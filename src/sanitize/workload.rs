//! Workload cleanup: metadata plus the embedded pod template

use serde_json::{Map, Value};

use super::SanitizeError;
use super::metadata::sanitize_metadata;
use super::pod::sanitize_pod;

pub(super) fn sanitize_workload(obj: &mut Map<String, Value>) -> Result<(), SanitizeError> {
    sanitize_metadata(obj);

    let Some(Value::Object(spec)) = obj.get_mut("spec") else {
        return Err(SanitizeError::MissingField("spec"));
    };
    let Some(Value::Object(template)) = spec.get_mut("template") else {
        return Err(SanitizeError::MissingField("spec.template"));
    };
    sanitize_pod(template)
}
//! Cluster connection abstraction
//!
//! The dump pipeline only needs three capabilities from a cluster:
//! discovering resource types, listing one page of a type, and fetching a
//! single object. `ClusterApi` captures exactly that so the pipeline can run
//! against a live API server (`crate::kube::KubeCluster`) or an in-memory
//! object set (`memory::InMemoryCluster`).

pub mod memory;

pub use memory::InMemoryCluster;

use async_trait::async_trait;
use serde_json::Value;

use crate::models::{GroupKind, ResourceTypeDescriptor};

/// Errors reported by a cluster backend
#[derive(Debug, thiserror::Error)]
pub enum ClusterError {
    #[error("{resource} {name:?} not found")]
    NotFound { resource: String, name: String },

    #[error("kubernetes API request failed")]
    Api(#[source] kube::Error),

    #[error("cluster unavailable: {0}")]
    Unavailable(String),
}

impl ClusterError {
    pub fn not_found(resource: &ResourceTypeDescriptor, name: &str) -> Self {
        ClusterError::NotFound {
            resource: resource.to_string(),
            name: name.to_string(),
        }
    }

    pub fn is_not_found(&self) -> bool {
        matches!(self, ClusterError::NotFound { .. })
    }
}

/// Parameters of one paginated list request
#[derive(Debug, Clone, PartialEq, Eq, Default)]
pub struct PageRequest {
    pub limit: u32,
    /// Empty on the first request
    pub continue_token: Option<String>,
    pub label_selector: Option<String>,
}

/// One page of a list response
#[derive(Debug, Clone, Default)]
pub struct Page {
    pub items: Vec<Value>,
    /// `None` (or empty) once the last page has been returned
    pub continue_token: Option<String>,
}

impl Page {
    pub fn next_token(&self) -> Option<&str> {
        self.continue_token.as_deref().filter(|t| !t.is_empty())
    }
}

/// Read access to a cluster
#[async_trait]
pub trait ClusterApi: Send + Sync {
    /// Resource types the cluster serves, one preferred version per group
    async fn discover(&self) -> Result<Vec<ResourceTypeDescriptor>, ClusterError>;

    /// List one page of objects of `resource`
    ///
    /// `namespace` restricts the listing for namespaced types; `None` lists
    /// across all namespaces.
    async fn list(
        &self,
        resource: &ResourceTypeDescriptor,
        namespace: Option<&str>,
        page: &PageRequest,
    ) -> Result<Page, ClusterError>;

    /// Fetch one object
    async fn get(
        &self,
        resource: &ResourceTypeDescriptor,
        namespace: Option<&str>,
        name: &str,
    ) -> Result<Value, ClusterError>;
}

/// Find the discovered type serving `group_kind`
///
/// An exact version match wins; otherwise the preferred version reported by
/// discovery is used.
pub fn resolve_resource_type<'a>(
    types: &'a [ResourceTypeDescriptor],
    group_kind: &GroupKind,
    version: &str,
) -> Option<&'a ResourceTypeDescriptor> {
    let mut candidates = types
        .iter()
        .filter(|t| !t.is_subresource())
        .filter(|t| t.group == group_kind.group && t.kind == group_kind.kind)
        .peekable();
    let first = *candidates.peek()?;
    Some(
        candidates
            .find(|t| t.version == version)
            .unwrap_or(first),
    )
}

◆ **Problem statement**
The response should be an exact copy of all the records above.

◆ **Solution for this exercise**
filename src/sanitize/workload.rs
//! Workload cleanup: metadata plus the embedded pod template

use serde_json::{Map, Value};

use super::SanitizeError;
use super::metadata::sanitize_metadata;
use super::pod::sanitize_pod;

pub(super) fn sanitize_workload(obj: &mut Map<String, Value>) -> Result<(), SanitizeError> {
    sanitize_metadata(obj);

    let Some(Value::Object(spec)) = obj.get_mut("spec") else {
        return Err(SanitizeError::MissingField("spec"));
    };
    let Some(Value::Object(template)) = spec.get_mut("template") else {
        return Err(SanitizeError::MissingField("spec.template"));
    };
    sanitize_pod(template)
}
//! Cluster connection abstraction
//!
//! The dump pipeline only needs three capabilities from a cluster:
//! discovering resource types, listing one page of a type, and fetching a
//! single object. `ClusterApi` captures exactly that so the pipeline can run
//! against a live API server (`crate::kube::KubeCluster`) or an in-memory
//! object set (`memory::InMemoryCluster`).

pub mod memory;

pub use memory::InMemoryCluster;

use async_trait::async_trait;
use serde_json::Value;

use crate::models::{GroupKind, ResourceTypeDescriptor};

/// Errors reported by a cluster backend
#[derive(Debug, thiserror::Error)]
pub enum ClusterError {
    #[error("{resource} {name:?} not found")]
    NotFound { resource: String, name: String },

    #[error("kubernetes API request failed")]
    Api(#[source] kube::Error),

    #[error("cluster unavailable: {0}")]
    Unavailable(String),
}

impl ClusterError {
    pub fn not_found(resource: &ResourceTypeDescriptor, name: &str) -> Self {
        ClusterError::NotFound {
            resource: resource.to_string(),
            name: name.to_string(),
        }
    }

    pub fn is_not_found(&self) -> bool {
        matches!(self, ClusterError::NotFound { .. })
    }
}

/// Parameters of one paginated list request
#[derive(Debug, Clone, PartialEq, Eq, Default)]
pub struct PageRequest {
    pub limit: u32,
    /// Empty on the first request
    pub continue_token: Option<String>,
    pub label_selector: Option<String>,
}

/// One page of a list response
#[derive(Debug, Clone, Default)]
pub struct Page {
    pub items: Vec<Value>,
    /// `None` (or empty) once the last page has been returned
    pub continue_token: Option<String>,
}

impl Page {
    pub fn next_token(&self) -> Option<&str> {
        self.continue_token.as_deref().filter(|t| !t.is_empty())
    }
}

/// Read access to a cluster
#[async_trait]
pub trait ClusterApi: Send + Sync {
    /// Resource types the cluster serves, one preferred version per group
    async fn discover(&self) -> Result<Vec<ResourceTypeDescriptor>, ClusterError>;

    /// List one page of objects of `resource`
    ///
    /// `namespace` restricts the listing for namespaced types; `None` lists
    /// across all namespaces.
    async fn list(
        &self,
        resource: &ResourceTypeDescriptor,
        namespace: Option<&str>,
        page: &PageRequest,
    ) -> Result<Page, ClusterError>;

    /// Fetch one object
    async fn get(
        &self,
        resource: &ResourceTypeDescriptor,
        namespace: Option<&str>,
        name: &str,
    ) -> Result<Value, ClusterError>;
}

/// Find the discovered type serving `group_kind`
///
/// An exact version match wins; otherwise the preferred version reported by
/// discovery is used.
pub fn resolve_resource_type<'a>(
    types: &'a [ResourceTypeDescriptor],
    group_kind: &GroupKind,
    version: &str,
) -> Option<&'a ResourceTypeDescriptor> {
    let mut candidates = types
        .iter()
        .filter(|t| !t.is_subresource())
        .filter(|t| t.group == group_kind.group && t.kind == group_kind.kind)
        .peekable();
    let first = *candidates.peek()?;
    Some(
        candidates
            .find(|t| t.version == version)
            .unwrap_or(first),
    )
}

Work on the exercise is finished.